Camel first appears in We are Billion Year-Old Carbon, which is my Memphis hippie novel. I liked him so much, I put him in Memphis Movie, which takes place at a much later time. So I made him an old man who is a retired poet living in Midtown Memphis who gardens and doesn't really write anymore.

When we talked about Camel's Bastard Son, we spoke about contemporary politics and discourse. Are there similar influences here, or is this book focused on Camel?

It takes place more in the '60s and '70s. I was 14 years old in 1969, and I wanted so bad to be a hippie. I wanted to be at Woodstock, but I was 14. As a writer, I thought, I can go back and revisit that through Camel. That's what this book is. It has some of the youthful joy, I hope, of being a young poet, going to San Francisco, that sort of thing.

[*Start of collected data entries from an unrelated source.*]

//! Pipeline graph construction and cycle detection.
//!
//! The graph is built fresh for every analysis and borrows its identifiers
//! from the submitted records, so nothing outlives the call. Node IDs are
//! mapped to dense indices in first-seen order; adjacency lists keep edges in
//! submission order.
//!
//! Cycle detection is a depth-first search that tracks which nodes are on the
//! current path. The descent runs on an explicit frame stack rather than the
//! call stack, so long chains cannot overflow it.

use crate::domain::{Edge, Node, Pipeline, PipelineSummary};
use std::collections::HashMap;

/// Traversal state of a node during cycle detection.
///
/// `OnStack` and `Done` together form the visited set; `OnStack` alone is the
/// set of nodes on the active path.
#[derive(Debug, Clone, Copy, PartialEq, Eq)]
enum Mark {
    Unvisited,
    OnStack,
    Done,
}

/// Adjacency view of a pipeline.
///
/// Only edges whose source and target both name a known node are stored.
/// Everything else is counted in [`PipelineGraph::dangling_edges`] and
/// otherwise ignored.
#[derive(Debug, Clone)]
pub struct PipelineGraph<'a> {
    /// Distinct node IDs in first-seen order
    ids: Vec<&'a str>,
    /// Reverse lookup from ID to index in `ids`
    index: HashMap<&'a str, usize>,
    /// Outgoing neighbours per node, in edge submission order
    successors: Vec<Vec<usize>>,
    dangling_edges: usize,
}

impl<'a> PipelineGraph<'a> {
    /// Build the adjacency view from node and edge records.
    ///
    /// Every node ID gets an (initially empty) successor list. An edge is
    /// appended to its source's list only if both endpoints are known IDs.
    #[must_use]
    pub fn build(nodes: &'a [Node], edges: &'a [Edge]) -> Self {
        let mut ids = Vec::with_capacity(nodes.len());
        let mut index = HashMap::with_capacity(nodes.len());

        for node in nodes {
            let id = node.id.as_str();
            index.entry(id).or_insert_with(|| {
                ids.push(id);
                ids.len() - 1
            });
        }

        let mut successors = vec![Vec::new(); ids.len()];
        let mut dangling_edges = 0;

        for edge in edges {
            let resolved = edge.endpoints().and_then(|(source, target)| {
                Some((*index.get(source.as_str())?, *index.get(target.as_str())?))
            });

            match resolved {
                Some((source, target)) => successors[source].push(target),
                None => dangling_edges += 1,
            }
        }

        Self {
            ids,
            index,
            successors,
            dangling_edges,
        }
    }

    /// Number of distinct node IDs in the graph
    #[must_use]
    pub fn node_count(&self) -> usize {
        self.ids.len()
    }

    /// Number of edges kept for traversal
    #[must_use]
    pub fn edge_count(&self) -> usize {
        self.successors.iter().map(Vec::len).sum()
    }

    /// Number of edges dropped because an endpoint was absent or unknown
    #[must_use]
    pub fn dangling_edges(&self) -> usize {
        self.dangling_edges
    }

    /// Targets of the kept outgoing edges of `id`, in submission order.
    ///
    /// Returns `None` if `id` is not a node of this graph.
    pub fn successors<'s>(
        &'s self,
        id: &str,
    ) -> Option<impl Iterator<Item = &'a str> + use<'s, 'a>> {
        let node = *self.index.get(id)?;
        Some(self.successors[node].iter().map(|&next| self.ids[next]))
    }

    /// Whether the graph contains no directed cycle.
    #[must_use]
    pub fn is_dag(&self) -> bool {
        self.find_back_edge().is_none()
    }

    /// Depth-first search for an edge that closes a cycle.
    ///
    /// Start points are taken in node order, skipping anything an earlier
    /// descent already reached, so every component is covered. Each frame on
    /// `stack` holds a node and the position of the next neighbour to try,
    /// which reproduces the recursive visit order exactly. Returns the first
    /// back-edge found as `(from, to)` indices.
    fn find_back_edge(&self) -> Option<(usize, usize)> {
        let mut marks = vec![Mark::Unvisited; self.ids.len()];
        let mut stack: Vec<(usize, usize)> = Vec::new();

        for start in 0..self.ids.len() {
            if marks[start] != Mark::Unvisited {
                continue;
            }

            marks[start] = Mark::OnStack;
            stack.push((start, 0));

            while let Some(frame) = stack.last_mut() {
                let (node, cursor) = *frame;

                let Some(&next) = self.successors[node].get(cursor) else {
                    marks[node] = Mark::Done;
                    stack.pop();
                    continue;
                };
                frame.1 += 1;

                match marks[next] {
                    Mark::Unvisited => {
                        marks[next] = Mark::OnStack;
                        stack.push((next, 0));
                    }
                    Mark::OnStack => return Some((node, next)),
                    Mark::Done => {}
                }
            }
        }

        None
    }
}

/// Check whether the given nodes and edges form a directed acyclic graph.
///
/// Edges with an absent or unknown endpoint are ignored.
#[must_use]
pub fn is_directed_acyclic_graph(nodes: &[Node], edges: &[Edge]) -> bool {
    PipelineGraph::build(nodes, edges).is_dag()
}

/// Summarize a pipeline: record counts plus the DAG verdict.
///
/// The counts are taken from the records as submitted, so dangling edges and
/// duplicate node IDs are included in them.
#[must_use]
pub fn analyze(pipeline: &Pipeline) -> PipelineSummary {
    let graph = PipelineGraph::build(&pipeline.nodes, &pipeline.edges);
    let back_edge = graph.find_back_edge();

    if let Some((from, to)) = back_edge {
        tracing::debug!(
            from = graph.ids[from],
            to = graph.ids[to],
            "Cycle closed by back-edge"
        );
    }

    let summary = PipelineSummary {
        num_nodes: pipeline.nodes.len(),
        num_edges: pipeline.edges.len(),
        is_dag: back_edge.is_none(),
    };

    tracing::debug!(
        num_nodes = summary.num_nodes,
        num_edges = summary.num_edges,
        dangling_edges = graph.dangling_edges(),
        is_dag = summary.is_dag,
        "Analyzed pipeline"
    );

    summary
}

You didn't get to go, but did it feel good to send Camel?

Well, the chapter about Woodstock, you have to read it. Camel's too stoned to get there.

Do you have plans to do a booksigning at Burke's at some point — kind of a "make up" signing?

This book, I feel, was sort of lost in the pandemic. I hate to even say this — I have a novel coming out in March, and then I have an 800-page novel coming out in the summer, from two different presses.

Wait, what? When do you write these?

I know. It's absurd. I don't even think of myself as any more prolific or energetic. I'm not; I'm kind of a lazy writer.

Will these books feature science-fiction elements, like Camel's Bastard Son? Yeah, it's in most of my books. A flattering way to describe it is magical realism, but I think of it more like I watched too much Twilight Zone as a kid.